------ PROVIDED DATA

/// A RLE/Bit-Packing hybrid encoder.
///
/// Values are buffered 8 at a time; a value repeated at least 8 times is written as
/// an RLE run, everything else is collected into bit-packed runs of at most 63 groups.
pub struct RleEncoder {
    // Number of bits needed to encode the value. Must be in the range of [0, 32].
    bit_width: u8,

    // Underlying writer which holds an internal buffer.
    bit_writer: BitWriter,

    // Buffered values for bit-packed runs.
    buffered_values: [u32; 8],

    // Number of current buffered values. Must be less than 8.
    num_buffered_values: usize,

    // The current (also last) value that was written and the count of how many
    // times in a row that value has been seen.
    current_value: u64,

    // The number of repetitions for `current_value`. If this gets too high we'd
    // switch to use RLE encoding.
    repeat_count: usize,

    // Number of bit-packed values in the current run. This doesn't include values
    // in `buffered_values`.
    bit_packed_count: usize,

    // The position of the indicator byte in the `bit_writer`.
    indicator_byte_pos: Option<usize>,
}

impl RleEncoder {
    pub fn new(bit_width: u8, buffer_len: usize) -> Self {
        let buffer = Vec::with_capacity(buffer_len);
        RleEncoder::new_from_buf(bit_width, buffer)
    }

    /// Initialize the encoder from existing `buffer`
    ///
    /// # Panics
    ///
    /// Panics if `bit_width` is larger than 32.
    pub fn new_from_buf(bit_width: u8, buffer: Vec<u8>) -> Self {
        assert!(
            bit_width as usize <= MAX_BIT_WIDTH,
            "bit width {bit_width} out of range"
        );
        let bit_writer = BitWriter::new_from_buf(buffer);
        RleEncoder {
            bit_width,
            bit_writer,
            buffered_values: [0; 8],
            num_buffered_values: 0,
            current_value: 0,
            repeat_count: 0,
            bit_packed_count: 0,
            indicator_byte_pos: None,
        }
    }

    /// Returns the maximum buffer size to encode `num_values` values with
    /// `bit_width`.
    pub fn max_buffer_size(bit_width: u8, num_values: usize) -> usize {
        // The maximum size occurs with the shortest possible runs of 8
        let num_runs = bit_util::ceil(num_values, 8);

        // The number of bytes in a run of 8
        let bytes_per_run = bit_width as usize;

        // The maximum size if stored as shortest possible bit packed runs of 8
        let bit_packed_max_size = num_runs + num_runs * bytes_per_run;

        // The length of `8` VLQ encoded
        let rle_len_prefix = 1;

        // The length of an RLE run of 8
        let min_rle_run_size = rle_len_prefix + bit_util::ceil(bit_width as usize, 8);

        // The maximum size if stored as shortest possible RLE runs of 8
        let rle_max_size = num_runs * min_rle_run_size;

        bit_packed_max_size.max(rle_max_size)
    }

    /// Encodes `value`, which must be representable with `bit_width` bits.
    #[inline]
    pub fn put(&mut self, value: u64) {
        // This function buffers 8 values at a time. After seeing 8 values, it
        // decides whether the current run should be encoded in bit-packed or RLE.
        if self.current_value == value {
            self.repeat_count += 1;
            if self.repeat_count > 8 {
                // A continuation of last value. No need to buffer.
                return;
            }
        } else {
            if self.repeat_count >= 8 {
                // The current RLE run has ended and we've gathered enough. Flush first.
                debug_assert_eq!(self.bit_packed_count, 0);
                self.flush_rle_run();
            }
            self.repeat_count = 1;
            self.current_value = value;
        }

        self.buffered_values[self.num_buffered_values] = value as u32;
        self.num_buffered_values += 1;
        if self.num_buffered_values == 8 {
            // Buffered values are full. Flush them.
            debug_assert_eq!(self.bit_packed_count % 8, 0);
            self.flush_buffered_values();
        }
    }

    #[inline]
    pub fn len(&self) -> usize {
        self.bit_writer.bytes_written()
    }

    pub fn is_empty(&self) -> bool {
        self.bit_writer.bytes_written() == 0
    }

    #[inline]
    pub fn consume(mut self) -> Vec<u8> {
        self.flush();
        self.bit_writer.consume()
    }

    /// Borrow equivalent of the `consume` method.
    /// Call `clear()` after invoking this method.
    #[inline]
    pub fn flush_buffer(&mut self) -> &[u8] {
        self.flush();
        self.bit_writer.flush_buffer()
    }

    /// Clears the internal state so this encoder can be reused (e.g., after becoming
    /// full).
    #[inline]
    pub fn clear(&mut self) {
        self.bit_writer.clear();
        self.num_buffered_values = 0;
        self.current_value = 0;
        self.repeat_count = 0;
        self.bit_packed_count = 0;
        self.indicator_byte_pos = None;
    }

    /// Flushes all remaining values and return the final byte buffer maintained by the
    /// internal writer.
    #[inline]
    pub fn flush(&mut self) {
        if self.bit_packed_count > 0 || self.repeat_count > 0 || self.num_buffered_values > 0 {
            let all_repeat = self.bit_packed_count == 0
                && (self.repeat_count == self.num_buffered_values || self.num_buffered_values == 0);
            if self.repeat_count > 0 && all_repeat {
                self.flush_rle_run();
            } else {
                // Buffer the last group of bit-packed values to 8 by padding with 0s.
                if self.num_buffered_values > 0 {
                    while self.num_buffered_values < 8 {
                        self.buffered_values[self.num_buffered_values] = 0;
                        self.num_buffered_values += 1;
                    }
                }
                self.bit_packed_count += self.num_buffered_values;
                self.flush_bit_packed_run(true);
                self.repeat_count = 0;
            }
        }
    }

    fn flush_rle_run(&mut self) {
        debug_assert!(self.repeat_count > 0);
        let indicator_value = self.repeat_count << 1;
        self.bit_writer.put_vlq_int(indicator_value as u64);
        self.bit_writer.put_aligned(
            self.current_value,
            bit_util::ceil(self.bit_width as usize, 8),
        );
        self.num_buffered_values = 0;
        self.repeat_count = 0;
    }

    fn flush_bit_packed_run(&mut self, update_indicator_byte: bool) {
        let indicator_byte_pos = match self.indicator_byte_pos {
            Some(pos) => pos,
            None => {
                let pos = self.bit_writer.skip(1);
                self.indicator_byte_pos = Some(pos);
                pos
            }
        };

        // Write the buffered group as bit-packed literals
        let width = self.bit_width as usize;
        if self.num_buffered_values > 0 && width > 0 {
            let mut packed = [0_u8; MAX_BIT_WIDTH];
            bit_pack::pack_group(&self.buffered_values, &mut packed, width);
            self.bit_writer.put_aligned_slice(&packed[..width]);
        }
        self.num_buffered_values = 0;

        if update_indicator_byte {
            // Write the indicator byte to the reserved position in `bit_writer`
            let num_groups = self.bit_packed_count / 8;
            let indicator_byte = ((num_groups << 1) | 1) as u64;
            self.bit_writer
                .put_aligned_offset(indicator_byte, 1, indicator_byte_pos);
            self.indicator_byte_pos = None;
            self.bit_packed_count = 0;
        }
    }

    #[inline(never)]
    fn flush_buffered_values(&mut self) {
        if self.repeat_count >= 8 {
            self.num_buffered_values = 0;
            if self.bit_packed_count > 0 {
                // In this case we choose RLE encoding. Flush the current buffered values
                // as bit-packed encoding.
                debug_assert_eq!(self.bit_packed_count % 8, 0);
                self.flush_bit_packed_run(true)
            }
            return;
        }

        self.bit_packed_count += self.num_buffered_values;
        let num_groups = self.bit_packed_count / 8;
        if num_groups + 1 >= MAX_GROUPS_PER_BIT_PACKED_RUN {
            // We've reached the maximum value that can be hold in a single bit-packed
            // run.
            self.flush_bit_packed_run(true);
        } else {
            self.flush_bit_packed_run(false);
        }
        self.repeat_count = 0;
    }
}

------------

● **YOUR TASK**
For this exercise, output all the data exactly as shown above.

● **RESPONSE FOR THIS EXERCISE**
/// A RLE/Bit-Packing hybrid encoder.
///
/// Values are buffered 8 at a time; a value repeated at least 8 times is written as
/// an RLE run, everything else is collected into bit-packed runs of at most 63 groups.
pub struct RleEncoder {
    // Number of bits needed to encode the value. Must be in the range of [0, 32].
    bit_width: u8,

    // Underlying writer which holds an internal buffer.
    bit_writer: BitWriter,

    // Buffered values for bit-packed runs.
    buffered_values: [u32; 8],

    // Number of current buffered values. Must be less than 8.
    num_buffered_values: usize,

    // The current (also last) value that was written and the count of how many
    // times in a row that value has been seen.
    current_value: u64,

    // The number of repetitions for `current_value`. If this gets too high we'd
    // switch to use RLE encoding.
    repeat_count: usize,

    // Number of bit-packed values in the current run. This doesn't include values
    // in `buffered_values`.
    bit_packed_count: usize,

    // The position of the indicator byte in the `bit_writer`.
    indicator_byte_pos: Option<usize>,
}

impl RleEncoder {
    pub fn new(bit_width: u8, buffer_len: usize) -> Self {
        let buffer = Vec::with_capacity(buffer_len);
        RleEncoder::new_from_buf(bit_width, buffer)
    }

    /// Initialize the encoder from existing `buffer`
    ///
    /// # Panics
    ///
    /// Panics if `bit_width` is larger than 32.
    pub fn new_from_buf(bit_width: u8, buffer: Vec<u8>) -> Self {
        assert!(
            bit_width as usize <= MAX_BIT_WIDTH,
            "bit width {bit_width} out of range"
        );
        let bit_writer = BitWriter::new_from_buf(buffer);
        RleEncoder {
            bit_width,
            bit_writer,
            buffered_values: [0; 8],
            num_buffered_values: 0,
            current_value: 0,
            repeat_count: 0,
            bit_packed_count: 0,
            indicator_byte_pos: None,
        }
    }

    /// Returns the maximum buffer size to encode `num_values` values with
    /// `bit_width`.
    pub fn max_buffer_size(bit_width: u8, num_values: usize) -> usize {
        // The maximum size occurs with the shortest possible runs of 8
        let num_runs = bit_util::ceil(num_values, 8);

        // The number of bytes in a run of 8
        let bytes_per_run = bit_width as usize;

        // The maximum size if stored as shortest possible bit packed runs of 8
        let bit_packed_max_size = num_runs + num_runs * bytes_per_run;

        // The length of `8` VLQ encoded
        let rle_len_prefix = 1;

        // The length of an RLE run of 8
        let min_rle_run_size = rle_len_prefix + bit_util::ceil(bit_width as usize, 8);

        // The maximum size if stored as shortest possible RLE runs of 8
        let rle_max_size = num_runs * min_rle_run_size;

        bit_packed_max_size.max(rle_max_size)
    }

    /// Encodes `value`, which must be representable with `bit_width` bits.
    #[inline]
    pub fn put(&mut self, value: u64) {
        // This function buffers 8 values at a time. After seeing 8 values, it
        // decides whether the current run should be encoded in bit-packed or RLE.
        if self.current_value == value {
            self.repeat_count += 1;
            if self.repeat_count > 8 {
                // A continuation of last value. No need to buffer.
                return;
            }
        } else {
            if self.repeat_count >= 8 {
                // The current RLE run has ended and we've gathered enough. Flush first.
                debug_assert_eq!(self.bit_packed_count, 0);
                self.flush_rle_run();
            }
            self.repeat_count = 1;
            self.current_value = value;
        }

        self.buffered_values[self.num_buffered_values] = value as u32;
        self.num_buffered_values += 1;
        if self.num_buffered_values == 8 {
            // Buffered values are full. Flush them.
            debug_assert_eq!(self.bit_packed_count % 8, 0);
            self.flush_buffered_values();
        }
    }

    #[inline]
    pub fn len(&self) -> usize {
        self.bit_writer.bytes_written()
    }

    pub fn is_empty(&self) -> bool {
        self.bit_writer.bytes_written() == 0
    }

    #[inline]
    pub fn consume(mut self) -> Vec<u8> {
        self.flush();
        self.bit_writer.consume()
    }

    /// Borrow equivalent of the `consume` method.
    /// Call `clear()` after invoking this method.
    #[inline]
    pub fn flush_buffer(&mut self) -> &[u8] {
        self.flush();
        self.bit_writer.flush_buffer()
    }

    /// Clears the internal state so this encoder can be reused (e.g., after becoming
    /// full).
    #[inline]
    pub fn clear(&mut self) {
        self.bit_writer.clear();
        self.num_buffered_values = 0;
        self.current_value = 0;
        self.repeat_count = 0;
        self.bit_packed_count = 0;
        self.indicator_byte_pos = None;
    }

    /// Flushes all remaining values and return the final byte buffer maintained by the
    /// internal writer.
    #[inline]
    pub fn flush(&mut self) {
        if self.bit_packed_count > 0 || self.repeat_count > 0 || self.num_buffered_values > 0 {
            let all_repeat = self.bit_packed_count == 0
                && (self.repeat_count == self.num_buffered_values || self.num_buffered_values == 0);
            if self.repeat_count > 0 && all_repeat {
                self.flush_rle_run();
            } else {
                // Buffer the last group of bit-packed values to 8 by padding with 0s.
                if self.num_buffered_values > 0 {
                    while self.num_buffered_values < 8 {
                        self.buffered_values[self.num_buffered_values] = 0;
                        self.num_buffered_values += 1;
                    }
                }
                self.bit_packed_count += self.num_buffered_values;
                self.flush_bit_packed_run(true);
                self.repeat_count = 0;
            }
        }
    }

    fn flush_rle_run(&mut self) {
        debug_assert!(self.repeat_count > 0);
        let indicator_value = self.repeat_count << 1;
        self.bit_writer.put_vlq_int(indicator_value as u64);
        self.bit_writer.put_aligned(
            self.current_value,
            bit_util::ceil(self.bit_width as usize, 8),
        );
        self.num_buffered_values = 0;
        self.repeat_count = 0;
    }

    fn flush_bit_packed_run(&mut self, update_indicator_byte: bool) {
        let indicator_byte_pos = match self.indicator_byte_pos {
            Some(pos) => pos,
            None => {
                let pos = self.bit_writer.skip(1);
                self.indicator_byte_pos = Some(pos);
                pos
            }
        };

        // Write the buffered group as bit-packed literals
        let width = self.bit_width as usize;
        if self.num_buffered_values > 0 && width > 0 {
            let mut packed = [0_u8; MAX_BIT_WIDTH];
            bit_pack::pack_group(&self.buffered_values, &mut packed, width);
            self.bit_writer.put_aligned_slice(&packed[..width]);
        }
        self.num_buffered_values = 0;

        if update_indicator_byte {
            // Write the indicator byte to the reserved position in `bit_writer`
            let num_groups = self.bit_packed_count / 8;
            let indicator_byte = ((num_groups << 1) | 1) as u64;
            self.bit_writer
                .put_aligned_offset(indicator_byte, 1, indicator_byte_pos);
            self.indicator_byte_pos = None;
            self.bit_packed_count = 0;
        }
    }

    #[inline(never)]
    fn flush_buffered_values(&mut self) {
        if self.repeat_count >= 8 {
            self.num_buffered_values = 0;
            if self.bit_packed_count > 0 {
                // In this case we choose RLE encoding. Flush the current buffered values
                // as bit-packed encoding.
                debug_assert_eq!(self.bit_packed_count % 8, 0);
                self.flush_bit_packed_run(true)
            }
            return;
        }

        self.bit_packed_count += self.num_buffered_values;
        let num_groups = self.bit_packed_count / 8;
        if num_groups + 1 >= MAX_GROUPS_PER_BIT_PACKED_RUN {
            // We've reached the maximum value that can be hold in a single bit-packed
            // run.
            self.flush_bit_packed_run(true);
        } else {
            self.flush_bit_packed_run(false);
        }
        self.repeat_count = 0;
    }
}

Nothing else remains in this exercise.